By fighting through nine trials put down by nine gods, a champion can make any wish they want on the wishing well and their wish will come true. Amarosa, a young girl, is fighting to cure her sickly brother. He will die if she fails the trials – and so will Amarosa!
Writer David Pinckney took up a lot of time this issue revealing the plot, specifically Amarosa’s reasons for fighting and whether or not she can fight. These revelations dragged on for half the issue. Vague language is purposely used in the first couple of pages when the gods are discussing whether or not to allow Amarosa to fight. This entire part is pointless, serving only to introduce us to the nine gods on the panel who don’t seem to be playing that much of a role in the story right now. Obviously Amarosa will be fighting or she wouldn’t get a comic book and we’re told right away what she’s fighting for right after the god’s discussion. So their discussion could have either been cut completely or just cut down. It is a good introduction to a bunch of characters, but until they start playing a major role it feels more like a waste of space that takes time away from getting to know our heroine Amarosa.

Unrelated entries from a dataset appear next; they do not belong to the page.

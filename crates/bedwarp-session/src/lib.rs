//! Player identity and the session registry for bedwarp.
//!
//! 1. **Verification**: checking a login's signed identity documents
//!    ([`Authenticator`], [`ChainAuthenticator`]).
//! 2. **Players**: a verified [`Identity`] bound to the connection
//!    serving it ([`Player`], [`SessionHandle`]).
//! 3. **Registry**: who is connected right now ([`SessionRegistry`]).
//!
//! ```text
//! Proxy handler (above)  ← verifies logins, registers players
//!     ↕
//! Session Layer (this crate)
//!     ↕
//! Transport (below)  ← ConnectionId
//! ```

#![allow(async_fn_in_trait)]

mod auth;
mod error;
mod jwt;
mod player;
mod registry;
#[cfg(any(test, feature = "test-util"))]
pub mod testing;

pub use auth::{Authenticator, ChainAuthenticator, Identity};
pub use error::AuthError;
pub use player::{Player, PlayerId, SessionHandle};
pub use registry::SessionRegistry;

Amarosa is a great lead and is a refreshing change of pace – a black female protagonist trying to save her brother rather than the usual white male hero trying to save a damsel in distress. She has some dialogue that could be wittier but her character design and weaponry are fun and her motivation for fighting makes for some compelling drama. I’m hoping in between future fights in the trials we’ll see flashbacks between Amarosa, her brother and her seemingly love-interest Kaiden.

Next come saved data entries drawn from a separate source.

// Token material stays out of Debug output.
impl std::fmt::Debug for Login {
    fn fmt(&self, f: &mut std::fmt::Formatter<'_>) -> std::fmt::Result {
        f.debug_struct("Login")
            .field("protocol_version", &self.protocol_version)
            .field("chain_data", &format_args!("<{} bytes>", self.chain_data.len()))
            .field("skin_data", &format_args!("<{} bytes>", self.skin_data.len()))
            .finish()
    }
}

#[derive(Debug, Clone, Copy, PartialEq, Eq)]
pub enum PlayStatusKind {
    LoginSuccess,
    /// The client is older than the server.
    LoginFailedClient,
    /// The server is older than the client.
    LoginFailedServer,
    PlayerSpawn,
    LoginFailedInvalidTenant,
    LoginFailedVanillaEdu,
    LoginFailedEduVanilla,
    LoginFailedServerFull,
}

impl PlayStatusKind {
    fn to_wire(self) -> i32 {
        match self {
            Self::LoginSuccess => 0,
            Self::LoginFailedClient => 1,
            Self::LoginFailedServer => 2,
            Self::PlayerSpawn => 3,
            Self::LoginFailedInvalidTenant => 4,
            Self::LoginFailedVanillaEdu => 5,
            Self::LoginFailedEduVanilla => 6,
            Self::LoginFailedServerFull => 7,
        }
    }

    fn from_wire(value: i32) -> Result<Self, ProtocolError> {
        Ok(match value {
            0 => Self::LoginSuccess,
            1 => Self::LoginFailedClient,
            2 => Self::LoginFailedServer,
            3 => Self::PlayerSpawn,
            4 => Self::LoginFailedInvalidTenant,
            5 => Self::LoginFailedVanillaEdu,
            6 => Self::LoginFailedEduVanilla,
            7 => Self::LoginFailedServerFull,
            other => {
                return Err(ProtocolError::UnknownValue {
                    field: "play status",
                    value: i64::from(other),
                })
            }
        })
    }
}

The nine trials are treated like a deadly reality show and the first trial involves dinosaurs. It is reminiscent of the nine circles of hell in Dante’s Divine Comedy and the prospects of bigger and badder trials makes the story have some real tension. It’s also interesting how they make it seem like a game show and have a fairy-like creature acting as an announcer which allows Amarosa to exchange some banter with. Sometimes, however, the dialogue feels stiff and there are even some minor spelling errors.
The artist for Fight Like a Girl is Soo Lee and it leaves a lot to be desired. The backgrounds are whiplash inducing, going from a black-and-white coliseum to a pure sky blue background and an orange backdrop. This really takes you out of the moment. After a while you do get used to it and the backgrounds become bearable.
The characters are varied and some of the gods, like Loki, were even recognizable before their names were shared. Lee did a good job putting her own spin on these classic characters while still keeping them recognizable. Plus, as I said before, I really like Amatosa’s design, though it sometimes feels odd when her streetwise clothes (because, of course, no character would want to wear even a shred of armor when they are about to go through eight deadly trials) are juxtaposed with the gods’ on the board.
Despite the missteps this series shows a lot of promise. This teenage fantasy title has a likeable heroine and a simple but compelling story and I want to see where Pinckney and Lee are going with it. The first issue will be released in November 2014.
I give Fight Like a Girl #1 a 6.5/10.